Early efforts included the Fair Workplace Project, establishing LGBT-inclusive employment policies in hundreds of Oregon businesses, and passage of more than a dozen local non-discrimination ordinances and domestic partner registries. More recently, the organization successfully passed The Oregon Equality Act (statewide non-discrimination law) and The Oregon Family Fairness Act (comprehensive domestic partnership law) in 2007 and led a coalition of over 40 social justice organizations to pass the Oregon Safe Schools Act (anti-bullying law) in 2009. In 2012, the organization worked to make Oregon the first state to clarify that transgender-specific health insurance exclusions violate Oregon law, dramatically increasing access to trans-inclusive health care in our state.

 

After Oregon voters passed Measure 36 in 2004, Basic Rights Oregon began their educational campaign about why marriage matters. This strategy was later exported to other states, becoming the foundation of multi-state legislative and voter victories starting in 2011. In 2013, the organization launched Oregon United for Marriage, and also joined a federal lawsuit with ACLU of Oregon – in a parallel effort to win the freedom to marry. On May 19th, 2014, Oregon’s marriage ban was lifted by a historic ruling.
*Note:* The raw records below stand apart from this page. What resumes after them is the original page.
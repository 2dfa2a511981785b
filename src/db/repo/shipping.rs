//! Shipping rate tier operations for the repository.

use crate::domain::{Marketplace, NewShippingRateTier, RateType, ShippingRateTier, StoreId};
use sqlx::sqlite::SqliteRow;
use sqlx::Row;
use tracing::warn;

use super::{bump_revision, decimal_column, Repository};

fn map_tier_row(row: &SqliteRow) -> Option<ShippingRateTier> {
    let rate_type_raw: String = row.get("rate_type");
    let rate_type = match RateType::parse(&rate_type_raw) {
        Some(rt) => rt,
        None => {
            warn!(
                id = row.get::<i64, _>("id"),
                rate_type = %rate_type_raw,
                "Skipping shipping tier with unknown rate_type"
            );
            return None;
        }
    };

    Some(ShippingRateTier {
        id: row.get("id"),
        store_id: row
            .get::<Option<String>, _>("store_id")
            .map(StoreId::new),
        marketplace: Marketplace::new(&row.get::<String, _>("marketplace")),
        rate_type,
        min_value: decimal_column(row, "min_value"),
        max_value: decimal_column(row, "max_value"),
        cost: decimal_column(row, "cost"),
        vat_included: row.get::<i64, _>("vat_included") != 0,
        is_active: row.get::<i64, _>("is_active") != 0,
    })
}

impl Repository {
    /// Insert a tier row. Custom rows bump their scope's revision; default
    /// rows (no store) do not, since first-read computation picks them up.
    ///
    /// Returns the assigned row id.
    pub async fn insert_tier(&self, tier: &NewShippingRateTier) -> Result<i64, sqlx::Error> {
        let mut tx = self.pool().begin().await?;

        let result = sqlx::query(
            r#"
            INSERT INTO shipping_rate_tiers (
                store_id, marketplace, rate_type, min_value, max_value,
                cost, vat_included, is_active
            ) VALUES (?, ?, ?, ?, ?, ?, ?, ?)
            "#,
        )
        .bind(tier.store_id.as_ref().map(|s| s.as_str()))
        .bind(tier.marketplace.as_str())
        .bind(tier.rate_type.as_str())
        .bind(tier.min_value.to_canonical_string())
        .bind(tier.max_value.to_canonical_string())
        .bind(tier.cost.to_canonical_string())
        .bind(tier.vat_included as i64)
        .bind(tier.is_active as i64)
        .execute(&mut *tx)
        .await?;

        if let Some(store_id) = &tier.store_id {
            bump_revision(&mut tx, store_id, &tier.marketplace).await?;
        }
        tx.commit().await?;

        Ok(result.last_insert_rowid())
    }

    /// Replace a custom tier's fields. Default rows are not editable.
    ///
    /// Returns false when no custom row with this id exists. The revision
    /// bump targets the row's own scope, not whatever the caller claims.
    pub async fn update_tier(
        &self,
        id: i64,
        tier: &NewShippingRateTier,
    ) -> Result<bool, sqlx::Error> {
        let mut tx = self.pool().begin().await?;

        let row = sqlx::query(
            "SELECT store_id, marketplace FROM shipping_rate_tiers WHERE id = ? AND store_id IS NOT NULL",
        )
        .bind(id)
        .fetch_optional(&mut *tx)
        .await?;

        let (store_id, marketplace) = match row {
            Some(row) => (
                StoreId::new(row.get("store_id")),
                Marketplace::new(&row.get::<String, _>("marketplace")),
            ),
            None => {
                tx.commit().await?;
                return Ok(false);
            }
        };

        sqlx::query(
            r#"
            UPDATE shipping_rate_tiers SET
                rate_type = ?, min_value = ?, max_value = ?,
                cost = ?, vat_included = ?, is_active = ?
            WHERE id = ?
            "#,
        )
        .bind(tier.rate_type.as_str())
        .bind(tier.min_value.to_canonical_string())
        .bind(tier.max_value.to_canonical_string())
        .bind(tier.cost.to_canonical_string())
        .bind(tier.vat_included as i64)
        .bind(tier.is_active as i64)
        .bind(id)
        .execute(&mut *tx)
        .await?;

        bump_revision(&mut tx, &store_id, &marketplace).await?;
        tx.commit().await?;

        Ok(true)
    }

    /// Delete a custom tier row. Default rows are not deletable by id.
    ///
    /// Returns false when no custom row with this id exists.
    pub async fn delete_tier(&self, id: i64) -> Result<bool, sqlx::Error> {
        let mut tx = self.pool().begin().await?;

        let row = sqlx::query(
            "SELECT store_id, marketplace FROM shipping_rate_tiers WHERE id = ? AND store_id IS NOT NULL",
        )
        .bind(id)
        .fetch_optional(&mut *tx)
        .await?;

        let (store_id, marketplace) = match row {
            Some(row) => (
                StoreId::new(row.get("store_id")),
                Marketplace::new(&row.get::<String, _>("marketplace")),
            ),
            None => {
                tx.commit().await?;
                return Ok(false);
            }
        };

        sqlx::query("DELETE FROM shipping_rate_tiers WHERE id = ?")
            .bind(id)
            .execute(&mut *tx)
            .await?;

        bump_revision(&mut tx, &store_id, &marketplace).await?;
        tx.commit().await?;

        Ok(true)
    }

    /// Reset to marketplace defaults by deleting the store's custom rows.
    ///
    /// Scoped to one rate type when given, otherwise both axes. Returns the
    /// number of deleted rows.
    pub async fn reset_tiers(
        &self,
        store_id: &StoreId,
        marketplace: &Marketplace,
        rate_type: Option<RateType>,
    ) -> Result<u64, sqlx::Error> {
        let mut tx = self.pool().begin().await?;

        let result = match rate_type {
            Some(rt) => {
                sqlx::query(
                    r#"
                    DELETE FROM shipping_rate_tiers
                    WHERE store_id = ? AND marketplace = ? AND rate_type = ?
                    "#,
                )
                .bind(store_id.as_str())
                .bind(marketplace.as_str())
                .bind(rt.as_str())
                .execute(&mut *tx)
                .await?
            }
            None => {
                sqlx::query(
                    r#"
                    DELETE FROM shipping_rate_tiers
                    WHERE store_id = ? AND marketplace = ?
                    "#,
                )
                .bind(store_id.as_str())
                .bind(marketplace.as_str())
                .execute(&mut *tx)
                .await?
            }
        };

        bump_revision(&mut tx, store_id, marketplace).await?;
        tx.commit().await?;

        Ok(result.rows_affected())
    }

    /// All tier rows visible to a store on a marketplace: the store's own
    /// customs plus the marketplace defaults. Custom-over-default shadowing
    /// happens in memory when the lookup table is built.
    pub async fn list_visible_tiers(
        &self,
        store_id: &StoreId,
        marketplace: &Marketplace,
    ) -> Result<Vec<ShippingRateTier>, sqlx::Error> {
        let rows = sqlx::query(
            r#"
            SELECT id, store_id, marketplace, rate_type, min_value, max_value,
                   cost, vat_included, is_active
            FROM shipping_rate_tiers
            WHERE marketplace = ? AND (store_id IS NULL OR store_id = ?)
            ORDER BY id ASC
            "#,
        )
        .bind(marketplace.as_str())
        .bind(store_id.as_str())
        .fetch_all(self.pool())
        .await?;

        Ok(rows.iter().filter_map(map_tier_row).collect())
    }

    /// Insert a marketplace's default card in one transaction, unless default
    /// rows already exist for it. Returns the number of inserted rows.
    pub async fn seed_default_tiers(
        &self,
        marketplace: &Marketplace,
        tiers: &[NewShippingRateTier],
    ) -> Result<usize, sqlx::Error> {
        let mut tx = self.pool().begin().await?;

        let row = sqlx::query(
            "SELECT COUNT(*) as n FROM shipping_rate_tiers WHERE marketplace = ? AND store_id IS NULL",
        )
        .bind(marketplace.as_str())
        .fetch_one(&mut *tx)
        .await?;
        let existing: i64 = row.get("n");
        if existing > 0 {
            tx.commit().await?;
            return Ok(0);
        }

        let mut inserted = 0usize;
        for tier in tiers {
            sqlx::query(
                r#"
                INSERT INTO shipping_rate_tiers (
                    store_id, marketplace, rate_type, min_value, max_value,
                    cost, vat_included, is_active
                ) VALUES (NULL, ?, ?, ?, ?, ?, ?, ?)
                "#,
            )
            .bind(marketplace.as_str())
            .bind(tier.rate_type.as_str())
            .bind(tier.min_value.to_canonical_string())
            .bind(tier.max_value.to_canonical_string())
            .bind(tier.cost.to_canonical_string())
            .bind(tier.vat_included as i64)
            .bind(tier.is_active as i64)
            .execute(&mut *tx)
            .await?;
            inserted += 1;
        }

        tx.commit().await?;
        Ok(inserted)
    }
}

#[cfg(test)]
mod tests {
    use super::super::test_support::setup_test_db;
    use super::*;
    use crate::domain::Decimal;

    fn d(s: &str) -> Decimal {
        Decimal::from_str_canonical(s).unwrap()
    }

    fn custom_tier(min: &str, max: &str, cost: &str) -> NewShippingRateTier {
        NewShippingRateTier {
            store_id: Some(StoreId::new("store-1".to_string())),
            marketplace: Marketplace::new("trendyol"),
            rate_type: RateType::WeightClass,
            min_value: d(min),
            max_value: d(max),
            cost: d(cost),
            vat_included: true,
            is_active: true,
        }
    }

    fn default_tier(min: &str, max: &str, cost: &str) -> NewShippingRateTier {
        NewShippingRateTier {
            store_id: None,
            ..custom_tier(min, max, cost)
        }
    }

    #[tokio::test]
    async fn test_insert_and_list_visible_tiers() {
        let (repo, _temp) = setup_test_db().await;
        let store = StoreId::new("store-1".to_string());
        let marketplace = Marketplace::new("trendyol");

        repo.insert_tier(&default_tier("0", "1", "27.99"))
            .await
            .unwrap();
        repo.insert_tier(&custom_tier("0", "999999", "19.9"))
            .await
            .unwrap();

        let visible = repo.list_visible_tiers(&store, &marketplace).await.unwrap();
        assert_eq!(visible.len(), 2);
        assert!(visible.iter().any(|t| t.is_custom()));
        assert!(visible.iter().any(|t| !t.is_custom()));
    }

    #[tokio::test]
    async fn test_other_stores_customs_are_invisible() {
        let (repo, _temp) = setup_test_db().await;

        let mut foreign = custom_tier("0", "999999", "5");
        foreign.store_id = Some(StoreId::new("store-2".to_string()));
        repo.insert_tier(&foreign).await.unwrap();

        let visible = repo
            .list_visible_tiers(
                &StoreId::new("store-1".to_string()),
                &Marketplace::new("trendyol"),
            )
            .await
            .unwrap();
        assert!(visible.is_empty());
    }

    #[tokio::test]
    async fn test_custom_writes_bump_revision_defaults_do_not() {
        let (repo, _temp) = setup_test_db().await;
        let store = StoreId::new("store-1".to_string());
        let marketplace = Marketplace::new("trendyol");

        repo.insert_tier(&default_tier("0", "1", "27.99"))
            .await
            .unwrap();
        assert_eq!(repo.get_revision(&store, &marketplace).await.unwrap(), 0);

        repo.insert_tier(&custom_tier("0", "1", "20"))
            .await
            .unwrap();
        assert_eq!(repo.get_revision(&store, &marketplace).await.unwrap(), 1);
    }

    #[tokio::test]
    async fn test_update_rejects_default_rows() {
        let (repo, _temp) = setup_test_db().await;

        let default_id = repo
            .insert_tier(&default_tier("0", "1", "27.99"))
            .await
            .unwrap();
        let changed = custom_tier("0", "1", "1");
        assert!(!repo.update_tier(default_id, &changed).await.unwrap());

        let custom_id = repo
            .insert_tier(&custom_tier("0", "1", "20"))
            .await
            .unwrap();
        assert!(repo.update_tier(custom_id, &changed).await.unwrap());
    }

    #[tokio::test]
    async fn test_delete_tier_only_touches_customs() {
        let (repo, _temp) = setup_test_db().await;

        let default_id = repo
            .insert_tier(&default_tier("0", "1", "27.99"))
            .await
            .unwrap();
        assert!(!repo.delete_tier(default_id).await.unwrap());

        let custom_id = repo
            .insert_tier(&custom_tier("0", "1", "20"))
            .await
            .unwrap();
        assert!(repo.delete_tier(custom_id).await.unwrap());
        assert!(!repo.delete_tier(custom_id).await.unwrap());
    }

    #[tokio::test]
    async fn test_reset_tiers_deletes_customs_and_keeps_defaults() {
        let (repo, _temp) = setup_test_db().await;
        let store = StoreId::new("store-1".to_string());
        let marketplace = Marketplace::new("trendyol");

        repo.insert_tier(&default_tier("0", "1", "27.99"))
            .await
            .unwrap();
        repo.insert_tier(&custom_tier("0", "1", "20"))
            .await
            .unwrap();
        let mut price_custom = custom_tier("0", "999999", "25");
        price_custom.rate_type = RateType::PriceBand;
        repo.insert_tier(&price_custom).await.unwrap();

        let deleted = repo
            .reset_tiers(&store, &marketplace, Some(RateType::WeightClass))
            .await
            .unwrap();
        assert_eq!(deleted, 1);

        let visible = repo.list_visible_tiers(&store, &marketplace).await.unwrap();
        assert_eq!(visible.len(), 2);
        assert!(visible
            .iter()
            .any(|t| t.rate_type == RateType::PriceBand && t.is_custom()));

        let deleted = repo.reset_tiers(&store, &marketplace, None).await.unwrap();
        assert_eq!(deleted, 1);
    }

    #[tokio::test]
    async fn test_seed_default_tiers_runs_once() {
        let (repo, _temp) = setup_test_db().await;
        let marketplace = Marketplace::new("trendyol");

        let card = vec![
            default_tier("0", "1", "27.99"),
            default_tier("1", "2", "33.49"),
        ];
        let first = repo.seed_default_tiers(&marketplace, &card).await.unwrap();
        assert_eq!(first, 2);

        let second = repo.seed_default_tiers(&marketplace, &card).await.unwrap();
        assert_eq!(second, 0);

        let visible = repo
            .list_visible_tiers(&StoreId::new("store-1".to_string()), &marketplace)
            .await
            .unwrap();
        assert_eq!(visible.len(), 2);
    }
}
In August 2014, Oregon became the third state in the nation to include coverage of medically necessary healthcare for transgender people on a state’s health plan.

 

Basic Rights Oregon’s intersectional approach ensures that all members of our community, especially those who are most marginalized, can change the policies that most impact their lives, so that we can all work to end homophobia, transphobia and racism.  We know that our movement for equality is bigger than one vote, broader than one issue, and stronger than the fear and intolerance that we must overcome.